**Task description**
Of the material below, the lines to be retyped are those from the line containing "self.open.push(self.branches.len() - 1);" through the line containing "an executable graph.", inclusive; reproduce them exactly.

Data for the task below:

use crate::core::error::GraphError;
use crate::core::flow::parameter::ParameterSpec;
use crate::core::flow::task::{Input, TaskSpec};
use petgraph::algo::tarjan_scc;
use petgraph::graph::{DiGraph, NodeIndex};
use petgraph::visit::EdgeRef;
use serde_json::Value;
use std::cmp::Reverse;
use std::collections::{BinaryHeap, HashMap, HashSet};
use std::fmt;

/// A conditional branch: members run only when `guard` produced exactly `expected`.
#[derive(Debug, Clone, PartialEq, Eq)]
pub struct Branch {
    pub guard: String,
    pub expected: bool,
    pub members: Vec<String>,
}

/// Why one task depends on another.
#[derive(Debug, Clone, Copy, PartialEq, Eq)]
pub enum EdgeKind {
    Data,
    Control,
    Guard(bool),
}

impl fmt::Display for EdgeKind {
    fn fmt(&self, f: &mut fmt::Formatter<'_>) -> fmt::Result {
        match self {
            EdgeKind::Data => write!(f, "data"),
            EdgeKind::Control => write!(f, "after"),
            EdgeKind::Guard(expected) => write!(f, "when={}", expected),
        }
    }
}

/// Incrementally declares a flow. Validation happens in [`FlowBuilder::build`].
pub struct FlowBuilder {
    name: String,
    parameters: Vec<ParameterSpec>,
    tasks: Vec<TaskSpec>,
    task_branches: Vec<Vec<usize>>,
    edges: Vec<(String, String)>,
    branches: Vec<Branch>,
    open: Vec<usize>,
    deferred: Option<GraphError>,
}

impl FlowBuilder {
    pub fn new(name: impl Into<String>) -> Self {
        Self {
            name: name.into(),
            parameters: Vec::new(),
            tasks: Vec::new(),
            task_branches: Vec::new(),
            edges: Vec::new(),
            branches: Vec::new(),
            open: Vec::new(),
            deferred: None,
        }
    }

    /// Declare a required parameter and return a reference usable as a task input.
    pub fn parameter(&mut self, name: impl Into<String>) -> Input {
        self.declare(ParameterSpec::required(name))
    }

    pub fn parameter_with_default(
        &mut self,
        name: impl Into<String>,
        default: impl Into<Value>,
    ) -> Input {
        self.declare(ParameterSpec::optional(name, default))
    }

    /// Declare a parameter from a full spec, e.g. one with a declared kind.
    pub fn declare(&mut self, spec: ParameterSpec) -> Input {
        let input = Input::param(spec.name.clone());
        self.parameters.push(spec);
        input
    }

    /// Register a task inside every currently open branch. Returns its output reference.
    pub fn add_task(&mut self, spec: TaskSpec) -> Input {
        let name = spec.name.clone();
        for &branch in &self.open {
            self.branches[branch].members.push(name.clone());
        }
        self.task_branches.push(self.open.clone());
        self.tasks.push(spec);
        Input::task(name)
    }

    /// Ordering-only dependency: `downstream` starts after `upstream` is terminal.
    pub fn add_edge(&mut self, upstream: &Input, downstream: &Input) -> &mut Self {
        match (upstream, downstream) {
            (Input::Task(up), Input::Task(down)) => self.edges.push((up.clone(), down.clone())),
            (Input::Task(_), other) | (other, _) => {
                self.defer(GraphError::UnknownTask(describe(other)));
            }
        }
        self
    }

    /// Open a branch gated on `guard`; tasks added until [`FlowBuilder::end_case`] are members.
    pub fn begin_case(&mut self, guard: &Input, expected: bool) -> &mut Self {
        let guard = match guard {
            Input::Task(name) => name.clone(),
            other => {
                self.defer(GraphError::UnknownUpstream {
                    task: format!("case({})", expected),
                    upstream: describe(other),
                });
                describe(other)
            }
        };
        self.branches.push(Branch {
            guard,
            expected,
            members: Vec::new(),
        });
        self.open.push(self.branches.len() - 1);
        self
    }

    pub fn end_case(&mut self) -> &mut Self {
        if self.open.pop().is_none() {
            self.defer(GraphError::NoOpenBranch);
        }
        self
    }

    /// Scoped form of `begin_case`/`end_case`.
    pub fn case<F>(&mut self, guard: &Input, expected: bool, body: F) -> &mut Self
    where
        F: FnOnce(&mut FlowBuilder),
    {
        self.begin_case(guard, expected);
        body(self);
        self.end_case()
    }

    fn defer(&mut self, err: GraphError) {
        if self.deferred.is_none() {
            self.deferred = Some(err);
        }
    }

    /// Validate the declaration and freeze it into an executable graph.
    pub fn build(self) -> Result<FlowGraph, GraphError> {
        if let Some(err) = self.deferred {
            return Err(err);
        }
        if let Some(&branch) = self.open.first() {
            return Err(GraphError::UnclosedBranch(
                self.branches[branch].guard.clone(),
            ));
        }

        let mut declared = HashSet::new();
        for param in &self.parameters {
            if !declared.insert(param.name.as_str()) {
                return Err(GraphError::DuplicateParameter(param.name.clone()));
            }
        }

        let mut index: HashMap<String, usize> = HashMap::new();
        for (position, task) in self.tasks.iter().enumerate() {
            if index.insert(task.name.clone(), position).is_some() {
                return Err(GraphError::DuplicateTask(task.name.clone()));
            }
        }

        for task in &self.tasks {
            for upstream in task.data_upstreams() {
                if !index.contains_key(upstream) {
                    return Err(GraphError::UnknownUpstream {
                        task: task.name.clone(),
                        upstream: upstream.to_string(),
                    });
                }
            }
            for parameter in task.parameters() {
                if !declared.contains(parameter) {
                    return Err(GraphError::UnknownParameter {
                        task: task.name.clone(),
                        parameter: parameter.to_string(),
                    });
                }
            }
            let constant_non_list = task
                .inputs()
                .any(|arg| arg.mapped && matches!(&arg.input, Input::Value(v) if !v.is_array()));
            if constant_non_list {
                return Err(GraphError::EmptyMap(task.name.clone()));
            }
        }

        for (up, down) in &self.edges {
            for endpoint in [up, down] {
                if !index.contains_key(endpoint) {
                    return Err(GraphError::UnknownTask(endpoint.clone()));
                }
            }
        }

        for branch in &self.branches {
            if !index.contains_key(&branch.guard) {
                return Err(GraphError::UnknownUpstream {
                    task: branch
                        .members
                        .first()
                        .cloned()
                        .unwrap_or_else(|| format!("case({})", branch.expected)),
                    upstream: branch.guard.clone(),
                });
            }
        }

        let mut graph: DiGraph<String, EdgeKind> = DiGraph::new();
        for task in &self.tasks {
            graph.add_node(task.name.clone());
        }

        let mut upstreams: Vec<Vec<usize>> = vec![Vec::new(); self.tasks.len()];
        let mut link = |graph: &mut DiGraph<String, EdgeKind>, from: usize, to: usize, kind| {
            if !upstreams[to].contains(&from) {
                upstreams[to].push(from);
            }
            let (from, to) = (NodeIndex::new(from), NodeIndex::new(to));
            if !graph.edges_connecting(from, to).any(|edge| *edge.weight() == kind) {
                graph.add_edge(from, to, kind);
            }
        };

        for (position, task) in self.tasks.iter().enumerate() {
            for upstream in task.data_upstreams() {
                link(&mut graph, index[upstream], position, EdgeKind::Data);
            }
        }
        for (up, down) in &self.edges {
            link(&mut graph, index[up], index[down], EdgeKind::Control);
        }
        for (position, branches) in self.task_branches.iter().enumerate() {
            for &branch in branches {
                let branch = &self.branches[branch];
                link(
                    &mut graph,
                    index[&branch.guard],
                    position,
                    EdgeKind::Guard(branch.expected),
                );
            }
        }

        if let Some(cycle) = find_cycle(&graph) {
            return Err(GraphError::Cycle(cycle));
        }

        let order = topological_order(&upstreams);
        tracing::debug!(flow = %self.name, tasks = self.tasks.len(), "flow graph built");

        Ok(FlowGraph {
            name: self.name,
            parameters: self.parameters,
            tasks: self.tasks,
            index,
            upstreams,
            task_branches: self.task_branches,
            branches: self.branches,
            order,
            graph,
        })
    }
}

fn describe(input: &Input) -> String {
    match input {
        Input::Task(name) => name.clone(),
        Input::Param(name) => format!("parameter {}", name),
        Input::Value(value) => format!("constant {}", value),
    }
}

/// Tasks of the cycle containing the earliest-registered task, in registration order.
fn find_cycle(graph: &DiGraph<String, EdgeKind>) -> Option<Vec<String>> {
    let mut cycles: Vec<Vec<NodeIndex>> = tarjan_scc(graph)
        .into_iter()
        .filter(|component| {
            component.len() > 1 || graph.find_edge(component[0], component[0]).is_some()
        })
        .collect();
    for component in &mut cycles {
        component.sort();
    }
    cycles.sort();
    cycles
        .into_iter()
        .next()
        .map(|component| component.into_iter().map(|idx| graph[idx].clone()).collect())
}

/// Kahn's algorithm; among ready tasks the earliest registered goes first.
fn topological_order(upstreams: &[Vec<usize>]) -> Vec<usize> {
    let mut remaining: Vec<usize> = upstreams.iter().map(Vec::len).collect();
    let mut downstreams: Vec<Vec<usize>> = vec![Vec::new(); upstreams.len()];
    for (task, ups) in upstreams.iter().enumerate() {
        for &up in ups {
            downstreams[up].push(task);
        }
    }

    let mut ready: BinaryHeap<Reverse<usize>> = remaining
        .iter()
        .enumerate()
        .filter(|(_, count)| **count == 0)
        .map(|(task, _)| Reverse(task))
        .collect();
    let mut order = Vec::with_capacity(upstreams.len());
    while let Some(Reverse(task)) = ready.pop() {
        order.push(task);
        for &down in &downstreams[task] {
            remaining[down] -= 1;
            if remaining[down] == 0 {
                ready.push(Reverse(down));
            }
        }
    }
    order
}

/// A validated, immutable DAG of tasks. Shared across runs.
pub struct FlowGraph {
    name: String,
    parameters: Vec<ParameterSpec>,
    tasks: Vec<TaskSpec>,
    index: HashMap<String, usize>,
    upstreams: Vec<Vec<usize>>,
    task_branches: Vec<Vec<usize>>,
    branches: Vec<Branch>,
    order: Vec<usize>,
    graph: DiGraph<String, EdgeKind>,
}

impl FlowGraph {
    pub fn name(&self) -> &str {
        &self.name
    }

    pub fn parameters(&self) -> &[ParameterSpec] {
        &self.parameters
    }

    pub fn len(&self) -> usize {
        self.tasks.len()
    }

    pub fn is_empty(&self) -> bool {
        self.tasks.is_empty()
    }

    /// Task names in registration order.
    pub fn task_names(&self) -> Vec<&str> {
        self.tasks.iter().map(|task| task.name.as_str()).collect()
    }

    /// Deterministic topological order; ties broken by registration order.
    pub fn execution_order(&self) -> Vec<&str> {
        self.order
            .iter()
            .map(|&idx| self.tasks[idx].name.as_str())
            .collect()
    }

    pub fn task(&self, name: &str) -> Option<&TaskSpec> {
        self.index.get(name).map(|&idx| &self.tasks[idx])
    }

    /// Data, control and guard upstreams of `name`, deduplicated.
    pub fn upstreams_of(&self, name: &str) -> Vec<&str> {
        self.index
            .get(name)
            .map(|&idx| {
                self.upstreams[idx]
                    .iter()
                    .map(|&up| self.tasks[up].name.as_str())
                    .collect()
            })
            .unwrap_or_default()
    }

    pub fn branches(&self) -> &[Branch] {
        &self.branches
    }

    /// Branches enclosing `name`, outermost first.
    pub fn branches_of(&self, name: &str) -> Vec<&Branch> {
        self.index
            .get(name)
            .map(|&idx| {
                self.task_branches[idx]
                    .iter()
                    .map(|&b| &self.branches[b])
                    .collect()
            })
            .unwrap_or_default()
    }

    pub(crate) fn graph(&self) -> &DiGraph<String, EdgeKind> {
        &self.graph
    }

    pub(crate) fn order_indices(&self) -> &[usize] {
        &self.order
    }

    pub(crate) fn spec_at(&self, idx: usize) -> &TaskSpec {
        &self.tasks[idx]
    }

    pub(crate) fn upstream_indices(&self, idx: usize) -> &[usize] {
        &self.upstreams[idx]
    }

    pub(crate) fn branch_indices(&self, idx: usize) -> &[usize] {
        &self.task_branches[idx]
    }

    pub(crate) fn branch_at(&self, branch: usize) -> &Branch {
        &self.branches[branch]
    }

    pub(crate) fn index_of(&self, name: &str) -> Option<usize> {
        self.index.get(name).copied()
    }
}

impl fmt::Debug for FlowGraph {
    fn fmt(&self, f: &mut fmt::Formatter<'_>) -> fmt::Result {
        f.debug_struct("FlowGraph")
            .field("name", &self.name)
            .field("order", &self.execution_order())
            .finish()
    }
}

End of Data for the task.

**Answer to this task**
        self.open.push(self.branches.len() - 1);
        self
    }

    pub fn end_case(&mut self) -> &mut Self {
        if self.open.pop().is_none() {
            self.defer(GraphError::NoOpenBranch);
        }
        self
    }

    /// Scoped form of `begin_case`/`end_case`.
    pub fn case<F>(&mut self, guard: &Input, expected: bool, body: F) -> &mut Self
    where
        F: FnOnce(&mut FlowBuilder),
    {
        self.begin_case(guard, expected);
        body(self);
        self.end_case()
    }

    fn defer(&mut self, err: GraphError) {
        if self.deferred.is_none() {
            self.deferred = Some(err);
        }
    }

    /// Validate the declaration and freeze it into an executable graph.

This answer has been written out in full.